▶ _TASK DETAILS_
Find every line of the data below that has "else" in it. Reply with the number only.

▶ _RECORDS SHOWN_
== Segment start ==

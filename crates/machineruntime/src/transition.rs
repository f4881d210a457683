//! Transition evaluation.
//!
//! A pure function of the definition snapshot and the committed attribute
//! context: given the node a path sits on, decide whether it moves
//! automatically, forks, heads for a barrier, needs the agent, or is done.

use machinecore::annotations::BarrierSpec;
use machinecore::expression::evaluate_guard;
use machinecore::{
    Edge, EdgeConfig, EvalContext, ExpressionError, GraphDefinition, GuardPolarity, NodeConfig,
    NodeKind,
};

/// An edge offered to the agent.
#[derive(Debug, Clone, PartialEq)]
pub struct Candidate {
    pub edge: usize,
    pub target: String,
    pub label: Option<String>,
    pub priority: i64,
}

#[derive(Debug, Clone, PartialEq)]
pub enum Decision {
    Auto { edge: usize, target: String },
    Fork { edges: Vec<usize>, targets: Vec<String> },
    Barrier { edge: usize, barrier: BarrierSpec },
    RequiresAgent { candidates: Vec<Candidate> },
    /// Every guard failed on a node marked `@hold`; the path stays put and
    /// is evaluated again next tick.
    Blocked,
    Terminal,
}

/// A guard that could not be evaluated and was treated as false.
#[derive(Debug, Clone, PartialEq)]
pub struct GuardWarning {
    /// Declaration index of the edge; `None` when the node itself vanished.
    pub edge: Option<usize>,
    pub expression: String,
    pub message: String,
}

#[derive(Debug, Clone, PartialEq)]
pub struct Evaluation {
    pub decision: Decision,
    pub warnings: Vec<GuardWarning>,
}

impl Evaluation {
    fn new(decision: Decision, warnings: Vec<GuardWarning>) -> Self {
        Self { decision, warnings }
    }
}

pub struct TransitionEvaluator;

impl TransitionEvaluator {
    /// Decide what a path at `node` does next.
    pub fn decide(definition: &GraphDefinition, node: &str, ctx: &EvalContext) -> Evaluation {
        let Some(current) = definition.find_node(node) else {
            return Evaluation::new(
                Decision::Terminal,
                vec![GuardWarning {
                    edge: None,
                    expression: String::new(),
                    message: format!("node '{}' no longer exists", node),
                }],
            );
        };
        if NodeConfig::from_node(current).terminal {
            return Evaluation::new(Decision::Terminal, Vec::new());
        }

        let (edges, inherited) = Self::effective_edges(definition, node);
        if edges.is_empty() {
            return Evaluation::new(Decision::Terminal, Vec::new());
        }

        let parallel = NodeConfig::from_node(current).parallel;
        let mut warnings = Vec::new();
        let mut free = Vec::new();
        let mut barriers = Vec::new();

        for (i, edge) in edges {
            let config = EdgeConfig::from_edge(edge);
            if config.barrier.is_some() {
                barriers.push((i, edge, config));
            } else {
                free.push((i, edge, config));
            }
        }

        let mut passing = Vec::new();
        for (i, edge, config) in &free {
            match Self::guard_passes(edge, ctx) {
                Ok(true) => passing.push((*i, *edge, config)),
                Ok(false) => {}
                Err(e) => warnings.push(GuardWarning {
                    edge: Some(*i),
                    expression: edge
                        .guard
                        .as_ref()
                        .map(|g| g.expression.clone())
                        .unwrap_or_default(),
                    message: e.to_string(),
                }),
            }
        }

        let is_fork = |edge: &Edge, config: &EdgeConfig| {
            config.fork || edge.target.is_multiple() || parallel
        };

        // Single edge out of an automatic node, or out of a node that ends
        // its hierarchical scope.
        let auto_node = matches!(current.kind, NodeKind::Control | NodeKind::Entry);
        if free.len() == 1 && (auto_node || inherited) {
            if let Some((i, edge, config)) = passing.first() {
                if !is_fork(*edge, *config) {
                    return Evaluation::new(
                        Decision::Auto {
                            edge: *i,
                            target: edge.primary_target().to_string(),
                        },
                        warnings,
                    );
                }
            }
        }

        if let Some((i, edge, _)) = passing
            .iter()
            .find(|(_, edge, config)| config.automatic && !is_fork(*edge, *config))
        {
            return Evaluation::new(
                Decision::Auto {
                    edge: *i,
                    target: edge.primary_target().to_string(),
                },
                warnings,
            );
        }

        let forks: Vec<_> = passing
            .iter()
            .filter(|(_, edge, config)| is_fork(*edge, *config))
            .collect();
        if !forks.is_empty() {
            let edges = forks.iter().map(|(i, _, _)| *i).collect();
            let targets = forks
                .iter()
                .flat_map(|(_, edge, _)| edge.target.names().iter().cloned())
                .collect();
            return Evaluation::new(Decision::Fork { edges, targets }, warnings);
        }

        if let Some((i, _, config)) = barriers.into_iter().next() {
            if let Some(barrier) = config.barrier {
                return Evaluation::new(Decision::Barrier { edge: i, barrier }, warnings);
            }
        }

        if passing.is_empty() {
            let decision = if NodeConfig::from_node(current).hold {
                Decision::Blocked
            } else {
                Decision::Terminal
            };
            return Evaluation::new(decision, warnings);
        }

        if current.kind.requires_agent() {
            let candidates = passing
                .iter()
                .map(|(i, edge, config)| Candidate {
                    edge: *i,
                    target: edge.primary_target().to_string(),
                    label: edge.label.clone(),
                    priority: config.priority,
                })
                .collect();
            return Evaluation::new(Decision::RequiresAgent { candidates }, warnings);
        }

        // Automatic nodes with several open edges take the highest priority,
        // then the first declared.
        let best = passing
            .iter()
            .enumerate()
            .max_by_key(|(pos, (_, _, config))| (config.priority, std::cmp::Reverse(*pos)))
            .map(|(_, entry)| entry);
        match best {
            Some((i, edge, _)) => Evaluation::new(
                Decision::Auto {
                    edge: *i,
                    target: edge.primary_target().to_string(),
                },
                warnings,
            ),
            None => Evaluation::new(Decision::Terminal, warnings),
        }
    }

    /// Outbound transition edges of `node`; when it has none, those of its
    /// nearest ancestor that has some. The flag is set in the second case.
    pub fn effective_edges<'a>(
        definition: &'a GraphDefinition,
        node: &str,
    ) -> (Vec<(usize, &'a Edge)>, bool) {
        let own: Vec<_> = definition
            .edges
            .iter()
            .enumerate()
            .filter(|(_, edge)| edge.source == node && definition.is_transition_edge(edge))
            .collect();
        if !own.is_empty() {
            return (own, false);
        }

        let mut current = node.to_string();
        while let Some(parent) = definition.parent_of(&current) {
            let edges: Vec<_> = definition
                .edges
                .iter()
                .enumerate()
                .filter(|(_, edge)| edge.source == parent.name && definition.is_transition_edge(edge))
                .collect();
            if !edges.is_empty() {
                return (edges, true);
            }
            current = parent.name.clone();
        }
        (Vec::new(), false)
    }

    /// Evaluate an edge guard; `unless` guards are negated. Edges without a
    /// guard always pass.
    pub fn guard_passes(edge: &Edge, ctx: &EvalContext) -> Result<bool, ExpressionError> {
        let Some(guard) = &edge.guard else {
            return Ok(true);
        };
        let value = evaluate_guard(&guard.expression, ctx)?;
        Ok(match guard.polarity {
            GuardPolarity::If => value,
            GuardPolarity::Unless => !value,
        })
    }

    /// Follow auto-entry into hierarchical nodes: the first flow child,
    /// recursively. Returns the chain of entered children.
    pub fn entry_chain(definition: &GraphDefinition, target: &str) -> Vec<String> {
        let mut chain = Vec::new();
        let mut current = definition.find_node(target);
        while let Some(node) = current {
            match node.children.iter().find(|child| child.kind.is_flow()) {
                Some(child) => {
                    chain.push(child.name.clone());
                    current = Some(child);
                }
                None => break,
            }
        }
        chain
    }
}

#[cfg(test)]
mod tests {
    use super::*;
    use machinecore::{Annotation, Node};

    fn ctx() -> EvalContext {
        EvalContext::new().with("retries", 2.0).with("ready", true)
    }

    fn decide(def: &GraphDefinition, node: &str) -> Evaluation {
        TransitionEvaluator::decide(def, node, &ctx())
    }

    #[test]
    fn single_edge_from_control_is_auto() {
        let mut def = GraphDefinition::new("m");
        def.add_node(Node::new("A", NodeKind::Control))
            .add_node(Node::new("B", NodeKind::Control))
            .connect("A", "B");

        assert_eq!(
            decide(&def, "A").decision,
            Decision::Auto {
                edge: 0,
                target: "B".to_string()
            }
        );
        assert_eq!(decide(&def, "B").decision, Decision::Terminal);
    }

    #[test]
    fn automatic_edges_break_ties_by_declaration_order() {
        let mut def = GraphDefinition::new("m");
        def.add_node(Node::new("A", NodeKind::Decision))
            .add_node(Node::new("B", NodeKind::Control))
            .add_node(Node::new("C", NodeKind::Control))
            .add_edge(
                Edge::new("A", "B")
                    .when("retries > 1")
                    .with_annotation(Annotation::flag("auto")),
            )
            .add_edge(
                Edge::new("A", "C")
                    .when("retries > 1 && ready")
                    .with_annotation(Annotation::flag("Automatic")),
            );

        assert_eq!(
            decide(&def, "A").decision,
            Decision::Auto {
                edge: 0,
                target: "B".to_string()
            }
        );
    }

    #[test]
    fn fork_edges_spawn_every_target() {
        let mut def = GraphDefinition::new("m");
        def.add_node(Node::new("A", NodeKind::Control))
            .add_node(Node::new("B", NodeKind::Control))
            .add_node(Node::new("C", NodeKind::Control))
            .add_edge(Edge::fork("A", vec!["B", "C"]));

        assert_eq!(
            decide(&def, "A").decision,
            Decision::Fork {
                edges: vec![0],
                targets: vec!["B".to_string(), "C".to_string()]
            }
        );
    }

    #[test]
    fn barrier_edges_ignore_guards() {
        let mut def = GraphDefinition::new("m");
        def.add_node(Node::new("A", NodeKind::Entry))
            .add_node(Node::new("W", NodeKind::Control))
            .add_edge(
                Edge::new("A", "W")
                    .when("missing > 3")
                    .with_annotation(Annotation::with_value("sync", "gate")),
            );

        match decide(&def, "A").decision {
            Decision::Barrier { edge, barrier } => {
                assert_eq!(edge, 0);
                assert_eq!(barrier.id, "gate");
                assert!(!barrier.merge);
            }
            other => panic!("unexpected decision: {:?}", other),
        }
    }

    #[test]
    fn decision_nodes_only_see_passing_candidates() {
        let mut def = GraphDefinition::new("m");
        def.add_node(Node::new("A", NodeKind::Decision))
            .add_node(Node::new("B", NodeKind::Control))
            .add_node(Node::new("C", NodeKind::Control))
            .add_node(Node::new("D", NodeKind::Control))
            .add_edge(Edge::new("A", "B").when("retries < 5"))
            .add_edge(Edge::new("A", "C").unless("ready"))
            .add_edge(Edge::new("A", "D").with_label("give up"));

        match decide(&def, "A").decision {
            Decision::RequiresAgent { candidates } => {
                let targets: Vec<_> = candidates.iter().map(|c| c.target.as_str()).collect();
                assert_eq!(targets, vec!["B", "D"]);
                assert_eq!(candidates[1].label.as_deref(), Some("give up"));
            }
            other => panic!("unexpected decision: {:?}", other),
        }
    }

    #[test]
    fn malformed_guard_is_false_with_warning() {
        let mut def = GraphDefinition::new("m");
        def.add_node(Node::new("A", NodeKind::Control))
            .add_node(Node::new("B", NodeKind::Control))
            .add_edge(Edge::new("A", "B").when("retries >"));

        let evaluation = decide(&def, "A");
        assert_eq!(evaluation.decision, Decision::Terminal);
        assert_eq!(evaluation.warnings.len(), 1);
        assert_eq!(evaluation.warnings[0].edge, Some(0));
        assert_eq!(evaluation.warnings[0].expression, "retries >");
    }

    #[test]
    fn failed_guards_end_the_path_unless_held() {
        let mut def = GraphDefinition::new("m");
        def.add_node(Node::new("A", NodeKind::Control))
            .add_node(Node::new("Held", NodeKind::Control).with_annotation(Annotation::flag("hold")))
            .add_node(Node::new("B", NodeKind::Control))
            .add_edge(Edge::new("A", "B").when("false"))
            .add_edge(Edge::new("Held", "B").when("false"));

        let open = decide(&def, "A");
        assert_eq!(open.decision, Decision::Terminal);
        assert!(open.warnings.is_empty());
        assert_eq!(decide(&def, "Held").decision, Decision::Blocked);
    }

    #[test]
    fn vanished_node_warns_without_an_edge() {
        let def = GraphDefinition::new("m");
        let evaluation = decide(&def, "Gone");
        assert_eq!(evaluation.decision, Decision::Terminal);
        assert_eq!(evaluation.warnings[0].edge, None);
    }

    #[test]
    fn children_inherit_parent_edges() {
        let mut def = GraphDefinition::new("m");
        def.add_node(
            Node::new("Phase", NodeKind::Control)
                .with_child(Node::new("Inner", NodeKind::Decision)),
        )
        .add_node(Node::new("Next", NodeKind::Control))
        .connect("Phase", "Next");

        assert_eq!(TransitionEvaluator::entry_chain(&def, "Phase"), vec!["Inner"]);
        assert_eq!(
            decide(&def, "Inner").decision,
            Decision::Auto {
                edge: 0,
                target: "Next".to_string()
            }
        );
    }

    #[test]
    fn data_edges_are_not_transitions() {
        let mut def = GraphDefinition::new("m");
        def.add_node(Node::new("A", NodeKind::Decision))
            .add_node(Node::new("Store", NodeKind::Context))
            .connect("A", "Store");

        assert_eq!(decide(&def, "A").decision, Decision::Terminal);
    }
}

== Segment end ==

▶ _RESPONSE BELOW_
4